* THE PROBLEM
From the records below, output exactly the lines running from the line containing "Value::Object(mut map) =>" through the line containing "a mutable property.", and no others.

* EXTRACTED MATERIAL
***

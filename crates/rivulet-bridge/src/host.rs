//! Host capabilities
//!
//! The bridge never reaches into a host directly. It is handed an object
//! implementing these traits, which lets tests drive it with a fake host.

use rivulet_core::{HostValue, Value};

use crate::watch::{WatchExpression, WatchOptions};

/// Callback invoked by a host watch with the newly evaluated value.
pub type WatchCallback = Box<dyn Fn(Value)>;

/// Opaque handle for an attached watch.
#[derive(Debug, Clone, Copy, PartialEq, Eq, Hash)]
pub struct WatchHandle(pub u64);

/// Read and write access to a host's properties.
pub trait HostProperties {
    /// Name of the host instance, used in errors and diagnostics.
    fn identity(&self) -> String;

    /// Whether `name` is an externally supplied input ("prop") of the host.
    fn has_prop(&self, name: &str) -> bool;

    /// Whether `name` is any readable property of the host.
    fn has_property(&self, name: &str) -> bool;

    /// Current content of a property.
    fn read(&self, name: &str) -> Option<HostValue>;

    /// Evaluate a dotted path such as `user.address.city`.
    ///
    /// The first segment names a property; further segments index into its
    /// data (object keys, or array positions).
    fn read_path(&self, path: &str) -> Option<Value> {
        let mut segments = path.split('.');
        let head = segments.next()?;
        let mut current = self.read(head)?.snapshot()?;
        for segment in segments {
            current = match current {
                Value::Object(mut map) => map.remove(segment)?,
                Value::Array(mut items) => {
                    let index: usize = segment.parse().ok()?;
                    if index >= items.len() {
                        return None;
                    }
                    items.swap_remove(index)
                }
                _ => return None,
            };
        }
        Some(current)
    }

    /// Assign a mutable property.
    fn write(&self, name: &str, value: Value);
}

/// A host's change-notification mechanism.
pub trait HostWatcher {
    /// Attach a watch. When `options.immediate` is set the callback runs
    /// with the current value before `watch` returns.
    fn watch(
        &self,
        expression: &WatchExpression,
        callback: WatchCallback,
        options: &WatchOptions,
    ) -> WatchHandle;

    /// Detach a watch. Unknown or already released handles are ignored.
    fn unwatch(&self, handle: WatchHandle);
}

/// Everything the bridge needs from a host.
pub trait Host: HostProperties + HostWatcher {}

impl<T: HostProperties + HostWatcher + ?Sized> Host for T {}
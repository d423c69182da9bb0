//! Propagation Benchmarks
//!
//! Measures the cost of one push through a deep chain of derived streams and
//! through a wide fan-out joined back into a single stream.

use criterion::{black_box, criterion_group, criterion_main, BenchmarkId, Criterion};
use rivulet_core::Stream;

fn bench_chain(c: &mut Criterion) {
    let mut group = c.benchmark_group("chain");
    for depth in [1usize, 16, 128] {
        let root = Stream::of(0u64);
        let mut tail = root.clone();
        for _ in 0..depth {
            tail = tail.map(|v| v + 1);
        }
        group.bench_with_input(BenchmarkId::from_parameter(depth), &depth, |b, _| {
            let mut n = 0u64;
            b.iter(|| {
                n += 1;
                root.push(black_box(n));
                black_box(tail.current())
            });
        });
    }
    group.finish();
}

fn bench_fan_out(c: &mut Criterion) {
    let mut group = c.benchmark_group("fan_out");
    for width in [2usize, 32, 256] {
        let root = Stream::of(0u64);
        let branches: Vec<Stream<u64>> = (0..width as u64).map(|k| root.map(move |v| v + k)).collect();
        let joined = Stream::combine_all(&branches, |values| values.iter().sum::<u64>());
        group.bench_with_input(BenchmarkId::from_parameter(width), &width, |b, _| {
            let mut n = 0u64;
            b.iter(|| {
                n += 1;
                root.push(black_box(n));
                black_box(joined.current())
            });
        });
    }
    group.finish();
}

criterion_group!(benches, bench_chain, bench_fan_out);
criterion_main!(benches);
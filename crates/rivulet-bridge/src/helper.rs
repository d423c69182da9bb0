//! Source factory handed to configurations

use std::cell::RefCell;

use rivulet_core::{HostValue, Stream, Value};

use crate::host::Host;
use crate::sets::StreamSet;
use crate::watch::{ActivationQueue, WatchExpression, WatchOptions, WatchRegistration};

/// Creates sources for a configuration while the host is being built.
///
/// Every source is returned immediately and holds no value until the bridge
/// is activated. The watches backing them are only queued here.
pub struct StreamHelper<'a> {
    host: &'a dyn Host,
    queue: RefCell<ActivationQueue>,
    named: RefCell<StreamSet>,
}

impl<'a> StreamHelper<'a> {
    /// Helper for `host`.
    pub fn new(host: &'a dyn Host) -> Self {
        Self {
            host,
            queue: RefCell::new(ActivationQueue::new()),
            named: RefCell::new(StreamSet::new()),
        }
    }

    /// The host sources are created for.
    pub fn host(&self) -> &'a dyn Host {
        self.host
    }

    /// Create a source fed by watching `expression`.
    ///
    /// If the expression names an external input of the host that already
    /// holds a stream, the source aliases that stream instead and no watch
    /// is attached.
    pub fn from_watch(
        &self,
        expression: impl Into<WatchExpression>,
        options: WatchOptions,
    ) -> Stream<Value> {
        let expression = expression.into();

        if let Some(external) = self.external_stream(&expression) {
            let source = external
                .capability()
                .map(|cap| cap.derive(Box::new(Value::clone)))
                .unwrap_or_default();
            tracing::debug!(
                host = %self.host.identity(),
                expression = ?expression,
                "aliasing external stream"
            );
            self.queue
                .borrow_mut()
                .push(WatchRegistration::bypass(expression, source.clone()));
            return source;
        }

        let source = Stream::new();
        self.queue
            .borrow_mut()
            .push(WatchRegistration::watch(expression, options, source.clone()));
        source
    }

    /// Create a source registered under `name`.
    ///
    /// Named sources join the source set even when the configuration does
    /// not return them. A returned source with the same name takes
    /// precedence.
    pub fn create_source(
        &self,
        name: impl Into<String>,
        expression: impl Into<WatchExpression>,
        options: WatchOptions,
    ) -> Stream<Value> {
        let source = self.from_watch(expression, options);
        self.named.borrow_mut().insert(name, &source);
        source
    }

    /// Sources created with [`create_source`](Self::create_source) so far.
    pub fn named_sources(&self) -> StreamSet {
        self.named.borrow().clone()
    }

    /// Number of queued registrations.
    pub fn pending(&self) -> usize {
        self.queue.borrow().len()
    }

    pub(crate) fn into_parts(self) -> (ActivationQueue, StreamSet) {
        (self.queue.into_inner(), self.named.into_inner())
    }

    fn external_stream(&self, expression: &WatchExpression) -> Option<HostValue> {
        let name = expression.property_name()?;
        if !self.host.has_prop(name) {
            return None;
        }
        self.host
            .read(name)
            .filter(|value| value.capability().is_some())
    }
}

***

* OUTPUT
                Value::Object(mut map) => map.remove(segment)?,
                Value::Array(mut items) => {
                    let index: usize = segment.parse().ok()?;
                    if index >= items.len() {
                        return None;
                    }
                    items.swap_remove(index)
                }
                _ => return None,
            };
        }
        Some(current)
    }

    /// Assign a mutable property.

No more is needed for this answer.